» **ASSIGNMENT**
Find each line of the entries with the string "body", please, and copy it.

» **EXERCISE DATA**
//! HTTP transport for the console API

use async_trait::async_trait;
use fleetview_common::api::{ApiRequest, Method, RestClient, Transport};
use fleetview_common::{ConsoleError, Result};
use serde_json::Value;
use std::time::Duration;

pub struct HttpTransport {
    base_url: String,
    client: reqwest::Client,
    token: Option<String>,
}

impl HttpTransport {
    pub fn new(base_url: &str, token: Option<String>) -> anyhow::Result<Self> {
        let client = reqwest::Client::builder()
            .timeout(Duration::from_secs(30))
            .build()?;
        Ok(Self {
            base_url: base_url.trim_end_matches('/').to_string(),
            client,
            token,
        })
    }

    pub fn base_url(&self) -> &str {
        &self.base_url
    }

    fn build_request(&self, request: &ApiRequest) -> reqwest::RequestBuilder {
        let method = match request.method {
            Method::Get => reqwest::Method::GET,
            Method::Post => reqwest::Method::POST,
            Method::Put => reqwest::Method::PUT,
            Method::Patch => reqwest::Method::PATCH,
            Method::Delete => reqwest::Method::DELETE,
        };
        let mut builder = self
            .client
            .request(method, request.url(&self.base_url))
            .header("Accept", "application/json");

        if let Some(token) = &self.token {
            builder = builder.bearer_auth(token);
        }
        if let Some(body) = &request.body {
            builder = builder
                .header("Content-Type", request.content_type())
                .body(body.to_string());
        }
        builder
    }
}

#[async_trait(?Send)]
impl Transport for HttpTransport {
    async fn send(&self, request: ApiRequest) -> Result<Value> {
        tracing::debug!(method = request.method.as_str(), path = %request.path, "API request");

        let response = self
            .build_request(&request)
            .send()
            .await
            .map_err(|e| ConsoleError::Network(e.to_string()))?;

        let status = response.status();
        let text = response
            .text()
            .await
            .map_err(|e| ConsoleError::Network(e.to_string()))?;

        if !status.is_success() {
            return Err(ConsoleError::Http {
                status: status.as_u16(),
                body: text,
            });
        }
        if text.trim().is_empty() {
            return Ok(Value::Null);
        }
        serde_json::from_str(&text).map_err(|e| ConsoleError::Validation(e.to_string()))
    }
}

pub type ApiClient = RestClient<HttpTransport>;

» **RESPONSE TO THE TASK**
        if let Some(body) = &request.body {
                .body(body.to_string());
                body: text,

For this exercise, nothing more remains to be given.